Problem description:
From the records below, take each line where the string "remaining" shows up and copy it.

Exercise materials:
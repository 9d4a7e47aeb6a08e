use logos::Logos;

use crate::ast::Func;

#[derive(Logos, Debug, PartialEq, Clone, Copy)]
#[logos(skip r"[ \t\r\n]+")]
#[logos(skip r"#[^\n]*")]
pub enum Token {
    #[regex(r"[0-9]+")]
    Integer,

    // Raw string literals: no escapes, body runs to the matching quote.
    #[regex(r#""[^"]*""#)]
    #[regex(r"'[^']*'")]
    Text,

    #[regex(r"[a-z_][a-z0-9_]*")]
    Ident,

    // Word functions collapse to their first letter; trailing uppercase
    // letters and underscores belong to the same token, so `OUTPUT` and
    // `O` lex identically. Unknown first letters and symbols are errors.
    #[regex(r"[A-Z][A-Z_]*", |lex| Func::from_word(lex.slice()))]
    #[regex(r"[+\-*/%^<>?&|;=!~,:@\[\]]", |lex| Func::from_symbol(lex.slice().as_bytes()[0]))]
    Function(Func),

    #[token("(")]
    LParen,

    #[token(")")]
    RParen,
}

#[derive(Debug, thiserror::Error)]
#[error("lex error at byte {position}: '{snippet}'. {suggestion}")]
pub struct LexError {
    pub code: &'static str,
    pub position: usize,
    pub snippet: String,
    pub suggestion: String,
}

/// Lex source into tokens with byte ranges.
pub fn lex(source: &str) -> Result<Vec<(Token, std::ops::Range<usize>)>, LexError> {
    let mut lexer = Token::lexer(source);
    let mut tokens = Vec::new();

    while let Some(result) = lexer.next() {
        match result {
            Ok(token) => tokens.push((token, lexer.span())),
            Err(()) => {
                let span = lexer.span();
                let bad = &source[span.clone()];
                let (code, suggestion) = lex_error_kind(bad);
                return Err(LexError {
                    code,
                    position: span.start,
                    snippet: bad.to_string(),
                    suggestion,
                });
            }
        }
    }

    Ok(tokens)
}

fn lex_error_kind(bad_token: &str) -> (&'static str, String) {
    let first = bad_token.bytes().next();
    if first == Some(b'"') || first == Some(b'\'') {
        (
            "KN-L002",
            "Unterminated string: strings run to the matching quote and have no escapes".to_string(),
        )
    } else if first.is_some_and(|b| b.is_ascii_uppercase()) {
        (
            "KN-L003",
            format!("'{}' does not name a function", bad_token),
        )
    } else {
        (
            "KN-L001",
            format!("Unexpected character(s): '{bad_token}'"),
        )
    }
}
#![warn(clippy::all)]

mod analyzer;
mod ast;
mod diagnostic;
mod emitter;
mod lexer;
mod parser;
mod value;
mod vm;

use diagnostic::{ansi::AnsiRenderer, json, Diagnostic};
use value::Mode;

#[derive(Clone, Copy, PartialEq, Eq)]
enum OutputMode {
    Ansi,
    Text,
    Json,
}

/// Scan args for --json/-j, --text/-t, --ansi/-a. Return (mode, remaining).
/// Multiple format flags → error + exit(1).
fn detect_output_mode(args: Vec<String>) -> (OutputMode, Vec<String>) {
    let mut mode: Option<OutputMode> = None;
    let mut remaining = Vec::with_capacity(args.len());
    let mut conflict = false;

    for arg in args {
        match arg.as_str() {
            "--json" | "-j" => {
                if mode.is_some() { conflict = true; } else { mode = Some(OutputMode::Json); }
            }
            "--text" | "-t" => {
                if mode.is_some() { conflict = true; } else { mode = Some(OutputMode::Text); }
            }
            "--ansi" | "-a" => {
                if mode.is_some() { conflict = true; } else { mode = Some(OutputMode::Ansi); }
            }
            _ => remaining.push(arg),
        }
    }

    if conflict {
        eprintln!("error: --json, --text, and --ansi are mutually exclusive");
        std::process::exit(1);
    }

    let resolved = mode.unwrap_or_else(|| {
        // Auto-detect: isatty(stderr) && !NO_COLOR → Ansi; isatty && NO_COLOR → Text; !isatty → Json
        // SAFETY: isatty(2) is always safe to call with any fd value; it returns 0 on
        // error or if the fd is not a terminal. STDERR_FILENO is a well-known constant.
        let is_tty = unsafe { libc::isatty(libc::STDERR_FILENO) } != 0;
        let no_color = std::env::var("NO_COLOR").is_ok();
        if is_tty && !no_color {
            OutputMode::Ansi
        } else if is_tty {
            OutputMode::Text
        } else {
            OutputMode::Json
        }
    });

    (resolved, remaining)
}

fn report_diagnostic(d: &Diagnostic, mode: OutputMode) {
    let s = match mode {
        OutputMode::Ansi => AnsiRenderer { use_color: true }.render(d),
        OutputMode::Text => AnsiRenderer { use_color: false }.render(d),
        // JSON mode: one object per line (NDJSON) so multiple errors are parseable.
        OutputMode::Json => format!("{}\n", json::render(d)),
    };
    eprint!("{}", s);
}

fn usage() {
    eprintln!("Usage: knight (-e <expr> | [-f] <path>) [options]");
    eprintln!();
    eprintln!("  -e <expr>         Evaluate a program given as a string");
    eprintln!("  -f <path>         Run a program from a file (the -f is optional)");
    eprintln!();
    eprintln!("Options:");
    eprintln!("  --lenient         Coerce on type misuse instead of failing");
    eprintln!("  --dump-ast        Print the parsed tree as JSON and exit");
    eprintln!("  --dump-bytecode   Print the compiled program and exit");
    eprintln!("  --ansi / -a       Force ANSI colour errors (default on a TTY)");
    eprintln!("  --text / -t       Force plain text errors (no colour)");
    eprintln!("  --json / -j       Force JSON errors (default off a TTY)");
    eprintln!();
    eprintln!("Exit status is QUIT's argument, 0 when the program finishes");
    eprintln!("without QUIT, and 1 on any error.");
}

fn main() {
    let raw_args: Vec<String> = std::env::args().collect();
    let (mode, args) = detect_output_mode(raw_args);

    let mut lenient = false;
    let mut dump_ast = false;
    let mut dump_bytecode = false;
    let mut expr: Option<String> = None;
    let mut path: Option<String> = None;

    let mut i = 1;
    while i < args.len() {
        match args[i].as_str() {
            "-e" => {
                if i + 1 >= args.len() {
                    eprintln!("error: -e expects a program string");
                    std::process::exit(1);
                }
                expr = Some(args[i + 1].clone());
                i += 1;
            }
            "-f" => {
                if i + 1 >= args.len() {
                    eprintln!("error: -f expects a file path");
                    std::process::exit(1);
                }
                path = Some(args[i + 1].clone());
                i += 1;
            }
            "--lenient" => lenient = true,
            "--dump-ast" => dump_ast = true,
            "--dump-bytecode" => dump_bytecode = true,
            "--version" | "-V" => {
                println!("knight {}", env!("CARGO_PKG_VERSION"));
                std::process::exit(0);
            }
            "--help" | "-h" | "help" => {
                usage();
                std::process::exit(0);
            }
            other if path.is_none() && expr.is_none() && !other.starts_with('-') => {
                path = Some(other.to_string());
            }
            other => {
                eprintln!("error: unrecognized argument '{}'", other);
                std::process::exit(1);
            }
        }
        i += 1;
    }

    let source = match (expr, path) {
        (Some(_), Some(_)) => {
            eprintln!("error: give either -e <expr> or a file, not both");
            std::process::exit(1);
        }
        (Some(expr), None) => expr,
        (None, Some(path)) => match std::fs::read_to_string(&path) {
            Ok(s) => s,
            Err(e) => {
                eprintln!("Error reading {}: {}", path, e);
                std::process::exit(1);
            }
        },
        (None, None) => {
            usage();
            std::process::exit(1);
        }
    };

    let tokens = match lexer::lex(&source) {
        Ok(t) => t,
        Err(e) => {
            report_diagnostic(&Diagnostic::from(&e).with_source(source.clone()), mode);
            std::process::exit(1);
        }
    };

    let ast = match parser::parse(source.clone(), tokens) {
        Ok(ast) => ast,
        Err(e) => {
            report_diagnostic(&Diagnostic::from(&e).with_source(source.clone()), mode);
            std::process::exit(1);
        }
    };

    if dump_ast {
        match serde_json::to_string_pretty(&ast) {
            Ok(rendered) => println!("{}", rendered),
            Err(e) => {
                eprintln!("Serialization error: {}", e);
                std::process::exit(1);
            }
        }
        return;
    }

    let analysis = analyzer::analyze(&ast);
    let program = match emitter::emit(&ast, &analysis) {
        Ok(p) => p,
        Err(e) => {
            report_diagnostic(&Diagnostic::from(&e).with_source(source.clone()), mode);
            std::process::exit(1);
        }
    };

    if dump_bytecode {
        print!("{}", program.disassemble());
        return;
    }

    let exec_mode = if lenient { Mode::Lenient } else { Mode::Sanitize };
    let stdout = std::io::stdout();
    let stdin = std::io::stdin();
    match vm::execute(&program, exec_mode, stdout.lock(), stdin.lock()) {
        Ok(Some(code)) => std::process::exit(code as i32),
        Ok(None) => {}
        Err(e) => {
            report_diagnostic(&Diagnostic::from(&e), mode);
            std::process::exit(1);
        }
    }
}
use std::io::{BufRead, Write};

use rand::rngs::ThreadRng;
use rand::Rng;

use crate::emitter::{Instr, Program};
use crate::value::{Mode, RuntimeError, Value};

type Result<T> = std::result::Result<T, RuntimeError>;

/// Run a program against the given sinks. `Ok(None)` means the program ran
/// to completion; `Ok(Some(code))` means `QUIT` fired with that exit code.
pub fn execute<O: Write, I: BufRead>(
    program: &Program,
    mode: Mode,
    output: O,
    input: I,
) -> Result<Option<u8>> {
    Vm::new(program, mode, output, input).execute()
}

/// The stack machine: a value stack, a flat variables array indexed by the
/// analyzer's slots, and the program's constant and block tables.
pub struct Vm<'a, O: Write, I: BufRead> {
    program: &'a Program,
    stack: Vec<Value>,
    variables: Vec<Value>,
    mode: Mode,
    output: O,
    input: I,
    rng: ThreadRng,
}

Answer section:
/// Scan args for --json/-j, --text/-t, --ansi/-a. Return (mode, remaining).
    let mut remaining = Vec::with_capacity(args.len());
            _ => remaining.push(arg),
    (resolved, remaining)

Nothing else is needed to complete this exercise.